=== DATASET ENTRIES ===

use axum::routing::{get, post};
use axum::Router;

use crate::handlers::prisoner;
use crate::state::AppState;

/// Prisoner search and profile routes, merged at the `/api/v1` root.
pub fn router() -> Router<AppState> {
    Router::new()
        .route("/search/prisoner", get(prisoner::search))
        .route("/prisoner/{offender_no}", get(prisoner::get_profile))
        .route(
            "/prisoner/{offender_no}/book-a-visit",
            post(prisoner::start_booking),
        )
}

===

Please make an exact copy of the entries, down to the last character.

RESPONSE TO THIS TASK.
use axum::routing::{get, post};
use axum::Router;

use crate::handlers::prisoner;
use crate::state::AppState;

/// Prisoner search and profile routes, merged at the `/api/v1` root.
pub fn router() -> Router<AppState> {
    Router::new()
        .route("/search/prisoner", get(prisoner::search))
        .route("/prisoner/{offender_no}", get(prisoner::get_profile))
        .route(
            "/prisoner/{offender_no}/book-a-visit",
            post(prisoner::start_booking),
        )
}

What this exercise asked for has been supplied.